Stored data

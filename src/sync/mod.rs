//! Merges per-stream event queues into ordered composite events.
//!
//! # State Machine
//!
//! ```text
//! ┌────────────────┐ all heads BORE ┌─────────┐ begin_drain() ┌──────────┐
//! │ CollectingBore │───────────────▶│ Merging │──────────────▶│ Draining │
//! └────────────────┘                └─────────┘               └────┬─────┘
//!         ▲                                                        │
//!         └──────────────────────── reset() ───────────────────────┘
//! ```
//!
//! A composite is producible once every participating stream has a queued
//! event. A stream participates while it is connected and has not ended its
//! run, or while it still has queued events. While draining, streams with
//! empty queues stop participating so whatever remains can be flushed.
//!
//! Which heads form the next composite is decided by a [`SyncPolicy`]; the
//! core handles BORE and EORE sets itself.

pub mod policy;

pub use policy::{policy_by_name, IndexSync, SyncPolicy, TimestampSync, TriggerSync};

use crate::event::{Event, EventFlags, TAG_DETECTOR};
use chrono::Local;
use std::collections::{BTreeMap, VecDeque};
use std::sync::Arc;
use tracing::{debug, error, info, warn};

/// Synchronizer phase within one run.
#[derive(Debug, Clone, Copy, PartialEq, Eq)]
pub enum SyncState {
    /// Waiting for a BORE from every participating stream.
    CollectingBore,
    /// Emitting data composites.
    Merging,
    /// Stop requested: flush what is queued, allowing partial composites.
    Draining,
}

impl std::fmt::Display for SyncState {
    fn fmt(&self, f: &mut std::fmt::Formatter<'_>) -> std::fmt::Result {
        match self {
            SyncState::CollectingBore => write!(f, "collecting-bore"),
            SyncState::Merging => write!(f, "merging"),
            SyncState::Draining => write!(f, "draining"),
        }
    }
}

#[derive(Debug, Default)]
struct StreamQueue {
    events: VecDeque<Arc<Event>>,
    connected: bool,
    ended: bool,
    last_event_number: Option<u32>,
}

impl StreamQueue {
    fn participates(&self, draining: bool) -> bool {
        if !self.events.is_empty() {
            return true;
        }
        !draining && self.connected && !self.ended
    }
}

/// Multi-stream merger.
pub struct EventSynchronizer {
    policy: Box<dyn SyncPolicy>,
    streams: BTreeMap<u32, StreamQueue>,
    output: VecDeque<Arc<Event>>,
    state: SyncState,
    bore_emitted: bool,
    run_number: Option<u32>,
    next_composite: u32,
    run_mismatches: u64,
}

impl std::fmt::Debug for EventSynchronizer {
    fn fmt(&self, f: &mut std::fmt::Formatter<'_>) -> std::fmt::Result {
        f.debug_struct("EventSynchronizer")
            .field("policy", &self.policy.name())
            .field("state", &self.state)
            .field("streams", &self.streams.len())
            .field("output", &self.output.len())
            .finish()
    }
}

### Problem details
Report all lines of the data that include the word "participates".

### Solution for this exercise
//! event. A stream participates while it is connected and has not ended its
    fn participates(&self, draining: bool) -> bool {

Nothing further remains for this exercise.